Che impatto avrà la malattia sulla mia situazione economica? Ho diritto a percepire lo stipendio se non posso lavorare? I lavoratori dipendenti che hanno necessità di sospendere il lavoro a causa di una malattia - e quindi anche i malati di cancro - hanno il diritto di assentarsi per il periodo necessario per le cure e a percepire la retribuzione o un’indennità di malattia commisurata alla retribuzione. Nel settore privato l’indennità di malattia viene pagata dal quarto giorno successivo all’inizio della malattia fino a un massimo di 180 giorni per ciascun anno solare. Per i lavoratori del pubblico impiego il periodo massimo di assenza retribuita è di 18 mesi, mentre il trattamento economico si modifica nel tempo: k dall’inizio della malattia fino al 9° mese compreso: intera retribuzione; k dal 10° al 12° mese di assenza: 90% della retribuzione; k dal 13° al 18° mese di assenza: 50% della retribuzione. I lavoratori hanno inoltre diritto all’anzianità di servizio per tutto il periodo di assenza per malattia. Esistono però sostanziali differenze tra i diversi contratti collettivi nazionali di lavoro: è pertanto essenziale verificare le tutele garantite dal proprio contratto.

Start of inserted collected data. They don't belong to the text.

use super::*;
use pretty_assertions::assert_eq;

fn parse(source: &str) -> (AstTree, Result<NodeIdx, PassError>, DiagnosticBag) {
    let mut ast = AstTree::new();
    let mut bag = DiagnosticBag::new();
    let input = ParseInput {
        source: source.as_bytes(),
        file_id: 1,
    };
    let result = StructureParser::new().parse(input, &mut ast, &mut bag);
    (ast, result, bag)
}

fn kinds(ast: &AstTree, idx: NodeIdx) -> Vec<NodeKind> {
    ast.node(idx)
        .unwrap()
        .children()
        .iter()
        .map(|&c| ast.node(c).unwrap().kind())
        .collect()
}

#[test]
fn test_block_with_phrases() {
    let src = "fn main()\n  say \"hi\"\n  set x = 1\n.end\n";
    let (ast, result, bag) = parse(src);
    let root = result.unwrap();
    assert!(bag.is_empty());
    assert_eq!(ast.roots(), &[root]);
    assert_eq!(ast.node(root).unwrap().span(), Span::new(1, 0, 38));

    let children = ast.node(root).unwrap().children().to_vec();
    assert_eq!(children.len(), 1);
    let block = ast.node(children[0]).unwrap();
    assert_eq!(block.kind(), NodeKind::Block);
    assert_eq!(ast.text(children[0]), Some("fn"));
    assert_eq!(block.aux_text(), Some("main"));
    // Through the `.end` at 33.
    assert_eq!(block.span(), Span::new(1, 0, 37));
    assert_eq!(
        kinds(&ast, children[0]),
        vec![
            NodeKind::Token,
            NodeKind::Group,
            NodeKind::Phrase,
            NodeKind::Phrase
        ]
    );

    let say = block.children()[2];
    assert_eq!(ast.text(say), Some("say"));
    assert_eq!(ast.node(say).unwrap().span(), Span::new(1, 12, 20));
}

#[test]
fn test_brace_header_is_not_a_block() {
    let (ast, result, bag) = parse("fn main() { say 1 + 1 }");
    let root = result.unwrap();
    assert!(bag.is_empty());
    assert_eq!(
        kinds(&ast, root),
        vec![
            NodeKind::Token,
            NodeKind::Token,
            NodeKind::Group,
            NodeKind::Group
        ]
    );
    let body = ast.node(root).unwrap().children()[3];
    assert_eq!(ast.node(body).unwrap().span(), Span::new(1, 10, 23));
    assert_eq!(kinds(&ast, body), vec![NodeKind::Phrase]);
}

#[test]
fn test_semicolon_ends_phrase() {
    let (ast, result, _) = parse("say 1; say 2");
    let root = result.unwrap();
    let children = ast.node(root).unwrap().children().to_vec();
    assert_eq!(children.len(), 2);
    assert_eq!(ast.node(children[0]).unwrap().span(), Span::new(1, 0, 6));
    assert_eq!(kinds(&ast, children[0]), vec![NodeKind::Token, NodeKind::Token]);
}

#[test]
fn test_nested_blocks() {
    let src = "prog demo\n  loop\n    say 1\n  .end\n.end\n";
    let (ast, result, bag) = parse(src);
    let root = result.unwrap();
    assert!(bag.is_empty());
    let prog = ast.node(root).unwrap().children()[0];
    assert_eq!(ast.node(prog).unwrap().aux_text(), Some("demo"));
    assert_eq!(kinds(&ast, prog), vec![NodeKind::Token, NodeKind::Block]);
    assert_eq!(ast.count_nodes(root).unwrap(), ast.live_count());
}

#[test]
fn test_stray_end() {
    let (_, result, bag) = parse("say \"hi\"\n.end\n");
    assert!(matches!(result, Err(PassError::Reported)));
    assert_eq!(bag.len(), 1);
    let diag = bag.get(0).unwrap();
    assert_eq!(diag.code, DiagCode::E0203);
    assert_eq!(diag.primary_span(), Span::new(1, 9, 13));
    assert_eq!(diag.primary().message.as_deref(), Some("nothing to close"));
}

#[test]
fn test_unclosed_block() {
    let (_, result, bag) = parse("fn main()\n  say 1\n");
    assert!(result.is_err());
    let diag = bag.get(0).unwrap();
    assert_eq!(diag.code, DiagCode::E0208);
    assert_eq!(diag.message, "expected block terminator");
    assert_eq!(diag.primary_span(), Span::new(1, 0, 2));
    assert_eq!(diag.help(), Some("close the block with `.end`"));
}

#[test]
fn test_mismatched_delimiter_points_at_opener() {
    let (_, result, bag) = parse("say f(1]\n");
    assert!(result.is_err());
    let diag = bag.get(0).unwrap();
    assert_eq!(diag.code, DiagCode::E0209);
    assert_eq!(diag.primary_span(), Span::new(1, 7, 8));
    assert_eq!(diag.labels().len(), 2);
    assert_eq!(diag.labels()[1].span, Span::new(1, 5, 6));
}

#[test]
fn test_unexpected_and_unclosed_delimiters() {
    let (_, _, bag) = parse(")");
    assert_eq!(bag.get(0).unwrap().message, "unexpected closing delimiter `)`");

    let (_, _, bag) = parse("say [1,\n 2\n");
    let diag = bag.get(0).unwrap();
    assert_eq!(diag.message, "unclosed delimiter `[`");
    assert_eq!(diag.primary_span(), Span::new(1, 4, 5));
}

#[test]
fn test_end_inside_group() {
    let (_, _, bag) = parse("fn f()\n  say (1\n.end\n");
    let diag = bag.get(0).unwrap();
    assert_eq!(diag.code, DiagCode::E0203);
    assert_eq!(diag.labels()[1].span, Span::new(1, 13, 14));
}

#[test]
fn test_lex_error_is_reported() {
    let (ast, result, bag) = parse("say @");
    assert!(matches!(result, Err(PassError::Reported)));
    assert_eq!(bag.get(0).unwrap().code, DiagCode::E0101);
    assert_eq!(ast.live_count(), 0);
}

#[test]
fn test_empty_source() {
    let (ast, result, bag) = parse("");
    let root = result.unwrap();
    assert!(bag.is_empty());
    assert_eq!(ast.child_count(root).unwrap(), 0);
}
//! General-purpose string interner.
//!
//! Owns its own [`Arena`]; every distinct byte string is stored once and
//! identified by an [`InternedRef`]. Equal inputs always yield equal refs for
//! the lifetime of the interner.

use std::fmt;

use crate::arena::{Arena, ArenaConfig};
use crate::intern::{InternError, InternIndex, InternTable};

/// Handle to an interned byte string.
///
/// Comparing two refs is comparing the strings they stand for.
#[derive(Copy, Clone, Eq, PartialEq, Hash, PartialOrd, Ord)]
pub struct InternedRef(u32);

impl InternedRef {
    /// Raw 1-based index.
    #[inline]
    pub const fn raw(self) -> u32 {
        self.0
    }
}

impl InternIndex for InternedRef {
    #[inline]
    fn from_raw(raw: u32) -> Self {
        InternedRef(raw)
    }

    #[inline]
    fn raw(self) -> u32 {
        self.0
    }
}

impl fmt::Debug for InternedRef {
    fn fmt(&self, f: &mut fmt::Formatter<'_>) -> fmt::Result {
        write!(f, "InternedRef({})", self.0)
    }
}

/// Deduplicating byte-string store.
pub struct Interner {
    arena: Arena,
    table: InternTable<InternedRef>,
}

impl Default for Interner {
    fn default() -> Self {
        Self::new()
    }
}

impl Interner {
    pub fn new() -> Self {
        Self::with_config(ArenaConfig::default())
    }

    /// Create an interner whose storage arena uses `config`.
    pub fn with_config(config: ArenaConfig) -> Self {
        Interner {
            arena: Arena::with_config(config),
            table: InternTable::new(),
        }
    }

    /// Intern a byte string.
    pub fn intern(&mut self, bytes: &[u8]) -> Result<InternedRef, InternError> {
        self.table.intern(&mut self.arena, bytes)
    }

    /// Intern a string.
    pub fn intern_str(&mut self, s: &str) -> Result<InternedRef, InternError> {
        self.intern(s.as_bytes())
    }

    /// Look up a byte string without inserting it.
    pub fn get(&self, bytes: &[u8]) -> Option<InternedRef> {
        self.table.get(&self.arena, bytes)
    }

    /// Number of distinct strings.
    pub fn count(&self) -> usize {
        self.table.len()
    }

    /// Slot count of the underlying hash table.
    pub fn capacity(&self) -> usize {
        self.table.capacity()
    }

    /// Bytes of an interned string.
    pub fn resolve(&self, r: InternedRef) -> Option<&[u8]> {
        self.table.resolve(&self.arena, r)
    }

    /// Text of an interned string, if it is valid UTF-8.
    pub fn resolve_str(&self, r: InternedRef) -> Option<&str> {
        self.resolve(r).and_then(|b| std::str::from_utf8(b).ok())
    }
}

impl fmt::Debug for Interner {
    fn fmt(&self, f: &mut fmt::Formatter<'_>) -> fmt::Result {
        f.debug_struct("Interner")
            .field("count", &self.count())
            .field("capacity", &self.capacity())
            .field("reserved_bytes", &self.arena.reserved_bytes())
            .finish()
    }
}
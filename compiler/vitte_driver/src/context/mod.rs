//! Shared state threaded through the passes of one compilation unit.

use vitte_diagnostic::{DiagnosticBag, EmitOptions, SourceMap};
use vitte_ir::{AstTree, NodeIdx};

use crate::lowering::{SkeletonHir, SkeletonIr};

/// Pipeline switches.
#[derive(Copy, Clone, Eq, PartialEq, Debug)]
pub struct PipelineConfig {
    /// Write `[pass]` lines to stderr.
    pub trace: bool,
    /// Snippet context for human output.
    pub context_lines: usize,
}

impl Default for PipelineConfig {
    fn default() -> Self {
        PipelineConfig {
            trace: false,
            context_lines: 2,
        }
    }
}

impl PipelineConfig {
    /// Defaults, with `trace` taken from `VITTE_TRACE`.
    pub fn from_env() -> Self {
        PipelineConfig {
            trace: std::env::var("VITTE_TRACE").is_ok_and(|v| is_truthy(&v)),
            ..PipelineConfig::default()
        }
    }
}

fn is_truthy(value: &str) -> bool {
    matches!(
        value.trim().to_ascii_lowercase().as_str(),
        "1" | "true" | "yes" | "on"
    )
}

/// One source file and everything the passes produce from it.
///
/// `H` and `I` are the HIR and IR types of the lowering in use.
pub struct CompileContext<H = SkeletonHir, I = SkeletonIr> {
    pub(crate) source: Vec<u8>,
    pub(crate) file_id: u32,
    pub(crate) sources: SourceMap,
    pub(crate) ast: AstTree,
    pub(crate) root: Option<NodeIdx>,
    pub(crate) hir: Option<H>,
    pub(crate) ir: Option<I>,
    pub(crate) diagnostics: DiagnosticBag,
    pub(crate) config: PipelineConfig,
}

impl<H, I> CompileContext<H, I> {
    /// Register `source` under `path` and start an empty unit.
    pub fn new(path: impl Into<String>, source: impl Into<Vec<u8>>, config: PipelineConfig) -> Self {
        let source = source.into();
        let mut sources = SourceMap::new();
        let file_id = sources.add_file_bytes(path, source.as_slice());
        CompileContext {
            source,
            file_id,
            sources,
            ast: AstTree::new(),
            root: None,
            hir: None,
            ir: None,
            diagnostics: DiagnosticBag::new(),
            config,
        }
    }

    pub fn source(&self) -> &[u8] {
        &self.source
    }

    pub fn file_id(&self) -> u32 {
        self.file_id
    }

    pub fn sources(&self) -> &SourceMap {
        &self.sources
    }

    pub fn ast(&self) -> &AstTree {
        &self.ast
    }

    /// Root node, once `parse` has succeeded.
    pub fn root(&self) -> Option<NodeIdx> {
        self.root
    }

    pub fn hir(&self) -> Option<&H> {
        self.hir.as_ref()
    }

    pub fn ir(&self) -> Option<&I> {
        self.ir.as_ref()
    }

    pub fn diagnostics(&self) -> &DiagnosticBag {
        &self.diagnostics
    }

    pub fn config(&self) -> PipelineConfig {
        self.config
    }

    /// Emission options matching this unit's configuration.
    pub fn emit_options(&self) -> EmitOptions {
        EmitOptions {
            context_lines: self.config.context_lines,
            ..EmitOptions::default()
        }
    }
}
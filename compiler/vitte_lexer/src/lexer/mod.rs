//! Token scanner.
//!
//! [`Lexer::next_token`] skips whitespace and comments, then produces one
//! token. Lexing stops at the first error: the offending input is reported
//! to the [`DiagnosticBag`] and every later call returns [`TokenKind::Eof`].
//!
//! Spans carry file id and byte offsets only (line/col stay `0`); the
//! emitter resolves positions through the source map.

use vitte_diagnostic::{DiagCode, Diagnostic, DiagnosticBag};
use vitte_ir::Span;

use crate::cursor::Cursor;
use crate::keywords;
use crate::{Token, TokenKind};

/// Single-file scanner.
pub struct Lexer<'a> {
    cursor: Cursor<'a>,
    file_id: u32,
    done: bool,
}

impl<'a> Lexer<'a> {
    pub fn new(source: &'a [u8], file_id: u32) -> Self {
        Lexer {
            cursor: Cursor::new(source),
            file_id,
            done: false,
        }
    }

    /// Whether EOF has been returned (or an error ended lexing).
    pub fn is_done(&self) -> bool {
        self.done
    }

    /// Current byte offset.
    pub fn offset(&self) -> u32 {
        self.cursor.pos()
    }

    /// Scan the next token. Errors go to `diagnostics`.
    pub fn next_token(&mut self, diagnostics: &mut DiagnosticBag) -> Token<'a> {
        if self.done {
            return self.eof();
        }
        self.skip_trivia();
        if self.cursor.is_eof() {
            self.done = true;
            return self.eof();
        }

        let start = self.cursor.pos();
        let kind = match self.cursor.current() {
            b'.' if self.at_dot_end() => {
                self.cursor.advance_n(4);
                TokenKind::DotEnd
            }
            b'"' => {
                if !self.scan_string() {
                    return self.fail(
                        diagnostics,
                        Diagnostic::from_code(DiagCode::E0103, self.span(start, start + 1))
                            .with_primary_message("string starts here")
                            .with_help("close the string with `\"`"),
                    );
                }
                TokenKind::Str
            }
            b'0'..=b'9' => self.scan_number(),
            b if is_ident_start(b) => {
                self.cursor.eat_while(is_ident_continue);
                keywords::lookup(self.cursor.slice_from(start)).unwrap_or(TokenKind::Ident)
            }
            b => {
                if let Some(kind) = TokenKind::punct(b) {
                    self.cursor.advance();
                    kind
                } else {
                    self.cursor.advance();
                    return self.fail(
                        diagnostics,
                        Diagnostic::error(
                            DiagCode::E0101,
                            self.span(start, start + 1),
                            invalid_char_message(b),
                        ),
                    );
                }
            }
        };

        let end = self.cursor.pos();
        Token {
            kind,
            span: self.span(start, end),
            text: self.cursor.slice(start, end),
        }
    }

    fn span(&self, start: u32, end: u32) -> Span {
        Span::new(self.file_id, start, end)
    }

    fn eof(&self) -> Token<'a> {
        let end = self.cursor.len();
        Token {
            kind: TokenKind::Eof,
            span: self.span(end, end),
            text: &[],
        }
    }

    #[cold]
    fn fail(&mut self, diagnostics: &mut DiagnosticBag, diagnostic: Diagnostic) -> Token<'a> {
        tracing::debug!(
            code = %diagnostic.code,
            offset = diagnostic.primary_span().start,
            "lexing stopped"
        );
        diagnostics.push(diagnostic);
        self.done = true;
        self.eof()
    }

    fn skip_trivia(&mut self) {
        loop {
            self.cursor.eat_while(is_whitespace);
            match self.cursor.current() {
                b'#' => self.cursor.eat_until_newline_or_eof(),
                b'/' if self.cursor.peek() == b'/' => self.cursor.eat_until_newline_or_eof(),
                _ => break,
            }
        }
    }

    /// `.end` not followed by an identifier byte.
    fn at_dot_end(&self) -> bool {
        self.cursor.starts_with(b".end") && !is_ident_continue(self.cursor.peek_n(4))
    }

    /// Consume a string literal; `false` if it runs to the end of input.
    fn scan_string(&mut self) -> bool {
        self.cursor.advance();
        loop {
            match self.cursor.skip_to_string_delim() {
                Some(b'"') => {
                    self.cursor.advance();
                    return true;
                }
                Some(_) => {
                    // Backslash: skip it and the escaped byte.
                    self.cursor.advance_n(2);
                }
                None => return false,
            }
        }
    }

    fn scan_number(&mut self) -> TokenKind {
        self.cursor.eat_while(is_digit_or_separator);
        if self.cursor.current() == b'.' && self.cursor.peek().is_ascii_digit() {
            self.cursor.advance();
            self.cursor.eat_while(is_digit_or_separator);
            TokenKind::Float
        } else {
            TokenKind::Int
        }
    }
}

/// Lex all of `source`. The result always ends with one EOF token.
pub fn tokenize<'a>(source: &'a [u8], file_id: u32, diagnostics: &mut DiagnosticBag) -> Vec<Token<'a>> {
    let mut lexer = Lexer::new(source, file_id);
    let mut tokens = Vec::new();
    loop {
        let token = lexer.next_token(diagnostics);
        tokens.push(token);
        if token.is_eof() {
            break;
        }
    }
    tracing::trace!(file_id, count = tokens.len(), "tokenized");
    tokens
}

fn is_whitespace(b: u8) -> bool {
    matches!(b, b' ' | b'\t' | b'\r' | b'\n' | 0x0B | 0x0C)
}

fn is_ident_start(b: u8) -> bool {
    b.is_ascii_alphabetic() || b == b'_'
}

fn is_ident_continue(b: u8) -> bool {
    b.is_ascii_alphanumeric() || b == b'_'
}

fn is_digit_or_separator(b: u8) -> bool {
    b.is_ascii_digit() || b == b'_'
}

fn invalid_char_message(b: u8) -> String {
    if b.is_ascii_graphic() {
        format!("invalid character `{}`", b as char)
    } else {
        format!("invalid byte 0x{b:02X}")
    }
}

L’assenza per malattia deve essere comunicata tempestivamente al datore di lavoro, indicando anche l’indirizzo presso il quale si è a disposizione per eventuali controlli medico-fiscali.

8.02

Sono un lavoratore autonomo: che tutele ho? La tutela dei lavoratori autonomi costretti a sospendere il lavoro per cancro è più limitata rispetto a quella riservata ai lavoratori dipendenti e cambia notevolmente a seconda dell’ente previdenziale di appartenenza. Se iscritti alla gestione separata Inps, i lavoratori hanno diritto a un’indennità di malattia per circa due mesi l’anno ed eventualmente all’indennità di degenza ospedaliera. La sua entità dipende dal reddito percepito nell’anno precedente e oscilla tra gli 11 e i 22 euro al giorno.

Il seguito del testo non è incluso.